Equity market up strongly

The JSE continues to suffer from an ongoing wave of delistings that saw 22 companies disappear from the bourse in 2023 thanks to red tape, high costs and the rise of private equity as an alternative means of raising capital for corporate expansion.


In addition, foreign investors have been forced to sell down their holdings in two more ‘SA Inc’ blue chips, following the announcement by index provider, MSCI, that another two companies would be removed from its South Africa Index in Q4. African Rainbow Minerals and Growthpoint followed the removal of MultiChoice, Mr Price, and TFG in Q3 after they were also ‘forced’ out of the MSCI Emerging Markets Index. This brings the total number of deletions of South African shares this year to five and illustrates the fading significance of the JSE globally.


Despite the above challenges, the JSE/All Share Index returned 6.9% in Q4 and was up 9.3% for 2023. This was driven largely by a dramatic shift in interest rate expectations following recent data showing inflation falling faster than expected in western economies.
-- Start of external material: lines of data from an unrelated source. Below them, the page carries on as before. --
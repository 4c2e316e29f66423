//! Oneof field support.
//!
//! Protobuf oneofs have no wire representation of their own: each member is
//! encoded as a regular field with its own tag, and mutual exclusivity is a
//! decode-time rule. Generated code models a oneof as a closed Rust enum
//! with one variant per member plus a `NotSet` sentinel, which is also the
//! `Default`.
//!
//! When multiple members of the same oneof appear on the wire, the last one
//! wins.

use serde_json::{Map, Value};

use crate::error::DecodeError;
use crate::json::JsonOptions;
use crate::wire::WireField;
use crate::writer::Writer;

/// A generated oneof enum.
pub trait Oneof:
    Clone + PartialEq + core::fmt::Debug + Default + Send + Sync + Sized + 'static
{
    /// The member tags of this oneof, in declaration order.
    const TAGS: &'static [u32];

    /// Decode the member with the given tag from a wire payload.
    ///
    /// Only called with tags from [`Oneof::TAGS`].
    fn decode_variant(tag: u32, field: &WireField) -> Result<Self, DecodeError>;

    /// Encode the active member, key included. No-op for `NotSet`.
    fn encode_variant(&self, writer: &mut Writer);

    /// Number of bytes [`Oneof::encode_variant`] emits.
    fn encoded_variant_len(&self) -> usize;

    /// The tag of the active member, or `None` for `NotSet`.
    fn variant_tag(&self) -> Option<u32>;

    /// The active member as a JSON object entry, or `None` for `NotSet`.
    ///
    /// The key respects `options.json_names`.
    fn variant_json(&self, options: &JsonOptions) -> Option<(&'static str, Value)>;

    /// Scan a JSON object for any member key (JSON name first, then proto
    /// name) and decode it.
    fn variant_from_json(object: &Map<String, Value>) -> Result<Option<Self>, DecodeError>;

    /// True if a member is set.
    fn is_set(&self) -> bool {
        self.variant_tag().is_some()
    }

    /// Fail with `OneofMissing` when no member is set.
    fn require(self, field: &'static str) -> Result<Self, DecodeError> {
        if self.is_set() {
            Ok(self)
        } else {
            Err(DecodeError::oneof_missing(field))
        }
    }
}
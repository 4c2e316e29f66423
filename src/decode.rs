//! Spec-driven binary deserializer.

use smallvec::SmallVec;

use crate::error::DecodeError;
use crate::message::Message;
use crate::reader::Reader;
use crate::spec::Label;

/// Tag-dispatch strategy for a decode pass.
///
/// Threaded explicitly through the decode entry points rather than held in
/// process-wide state.
#[derive(Debug, Copy, Clone, PartialEq, Eq, Default)]
pub enum Strategy {
    /// Flat array when the spec's max tag is small, tree otherwise.
    #[default]
    Standard,
    /// Force the flat array (within an allocation cap).
    Fast,
    /// Force the tree.
    Full,
}

/// Decode a message with the [`Strategy::Standard`] dispatch.
pub fn from_reader<M: Message>(reader: &mut Reader) -> Result<M, DecodeError> {
    from_reader_with(Strategy::Standard, reader)
}

/// Decode a message, consuming the reader to exhaustion.
///
/// Fields stream in wire order into a fresh `M::default()` record:
/// singular fields and oneofs are last-wins, repeated fields append (with
/// packed runs expanded), maps collapse duplicate keys last-wins. Unknown
/// tags inside the message's declared extension ranges are captured into
/// its extension set; all other unknown tags are consumed and dropped.
/// After streaming, `required` fields and required oneofs that never
/// appeared fail the decode.
pub fn from_reader_with<M: Message>(
    strategy: Strategy,
    reader: &mut Reader,
) -> Result<M, DecodeError> {
    let spec = M::spec();
    let dispatch = spec.dispatch_for(strategy);
    let mut message = M::default();
    let mut seen: SmallVec<[bool; 16]> = SmallVec::from_elem(false, spec.fields().len());

    while reader.has_more() {
        let (tag, field) = reader.read_field()?;
        match dispatch.lookup(tag) {
            Some(index) => {
                spec.fields()[index].decode_value(&mut message, tag, &field)?;
                seen[index] = true;
            }
            None => {
                if let Some(ext) = spec.extensions_decl() {
                    if ext.contains(tag) {
                        ext.get_mut(&mut message).push(tag, field);
                    }
                }
                // Unknown tags outside extension ranges were already
                // consumed by read_field; nothing to do.
            }
        }
    }

    for (index, field_spec) in spec.fields().iter().enumerate() {
        match field_spec.label() {
            Label::Required if !seen[index] => {
                return Err(DecodeError::required_field_missing(
                    field_spec.tags()[0],
                    field_spec.name(),
                ));
            }
            Label::Oneof { required: true } if !seen[index] => {
                return Err(DecodeError::oneof_missing(field_spec.name()));
            }
            _ => {}
        }
    }

    Ok(message)
}
impl Message for Person {
    const NAME: &'static str = "example.Person";

    fn spec() -> &'static MessageSpec<Self> {
        static SPEC: LazyLock<MessageSpec<Person>> = LazyLock::new(|| {
            MessageSpec::builder("example.Person")
                .field(basic(
                    1,
                    "name",
                    "name",
                    codec::string(),
                    |m: &Person| &m.name,
                    |m: &mut Person| &mut m.name,
                ))
                .field(basic(
                    2,
                    "id",
                    "id",
                    codec::int32(),
                    |m: &Person| &m.id,
                    |m: &mut Person| &mut m.id,
                ))
                .field(repeated(
                    3,
                    "emails",
                    "emails",
                    codec::string(),
                    Packing::NotPacked,
                    |m: &Person| &m.emails,
                    |m: &mut Person| &mut m.emails,
                ))
                .field(repeated(
                    4,
                    "scores",
                    "scores",
                    codec::int32(),
                    Packing::Packed,
                    |m: &Person| &m.scores,
                    |m: &mut Person| &mut m.scores,
                ))
                .field(map_field(
                    5,
                    "attributes",
                    "attributes",
                    codec::string(),
                    codec::int32(),
                    |m: &Person| &m.attributes,
                    |m: &mut Person| &mut m.attributes,
                ))
                .field(basic_opt(
                    6,
                    "address",
                    "address",
                    codec::message::<Address>(),
                    |m: &Person| &m.address,
                    |m: &mut Person| &mut m.address,
                ))
                .field(basic(
                    7,
                    "token",
                    "token",
                    codec::uint64(),
                    |m: &Person| &m.token,
                    |m: &mut Person| &mut m.token,
                ))
                .field(basic(
                    8,
                    "blob",
                    "blob",
                    codec::bytes(),
                    |m: &Person| &m.blob,
                    |m: &mut Person| &mut m.blob,
                ))
                .field(oneof(
                    "contact",
                    |m: &Person| &m.contact,
                    |m: &mut Person| &mut m.contact,
                ))
                .field(basic_opt(
                    11,
                    "verified",
                    "verified",
                    codec::boolean(),
                    |m: &Person| &m.verified,
                    |m: &mut Person| &mut m.verified,
                ))
                .field(basic(
                    12,
                    "home_planet",
                    "homePlanet",
                    codec::enumeration::<Planet>(),
                    |m: &Person| &m.home_planet,
                    |m: &mut Person| &mut m.home_planet,
                ))
                .build()
        });
        &SPEC
    }
}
Financials (up 12.3%) were the standout performer, industrials added 6%, while resources closed the quarter marginally firmer, up 3%. Slowing momentum in China’s recovery continued to weigh on commodity markets, and Sasol has not had a particularly good run of late, with the share price falling 29% in Q4 – impacted by a combination of operational challenges and a volatile global economic landscape that included depressed chemicals prices. In addition, the palladium price dropped 12% in Q4 and close to 40% in 2023, as demand faltered amid a slowdown in vehicle sales, the rise of electric vehicles and users switching to ‘cheaper’ platinum.


The JSE/All Property Index gained 15.9% for the quarter as appetite for risk assets returned to the market, while the JSE/All Bond Index bounced back with an 8% return as global bond yields fell. Money market assets, as measured by the STeFI Composite
Index, delivered 2%.

In conclusion… year of elections

2024 is not just an election year. It’s perhaps the election year.” – Time Magazine

Globally, more voters than ever in history will head to the polls – 40 countries plus the European Union, which represents almost half of the world’s population.


Locally, the ANC faces the prospect of losing its overall majority, effectively forcing it to govern the country in a coalition with other parties. Whatever the outcome, be cautious when making investment decisions and remain focused on your goal(s).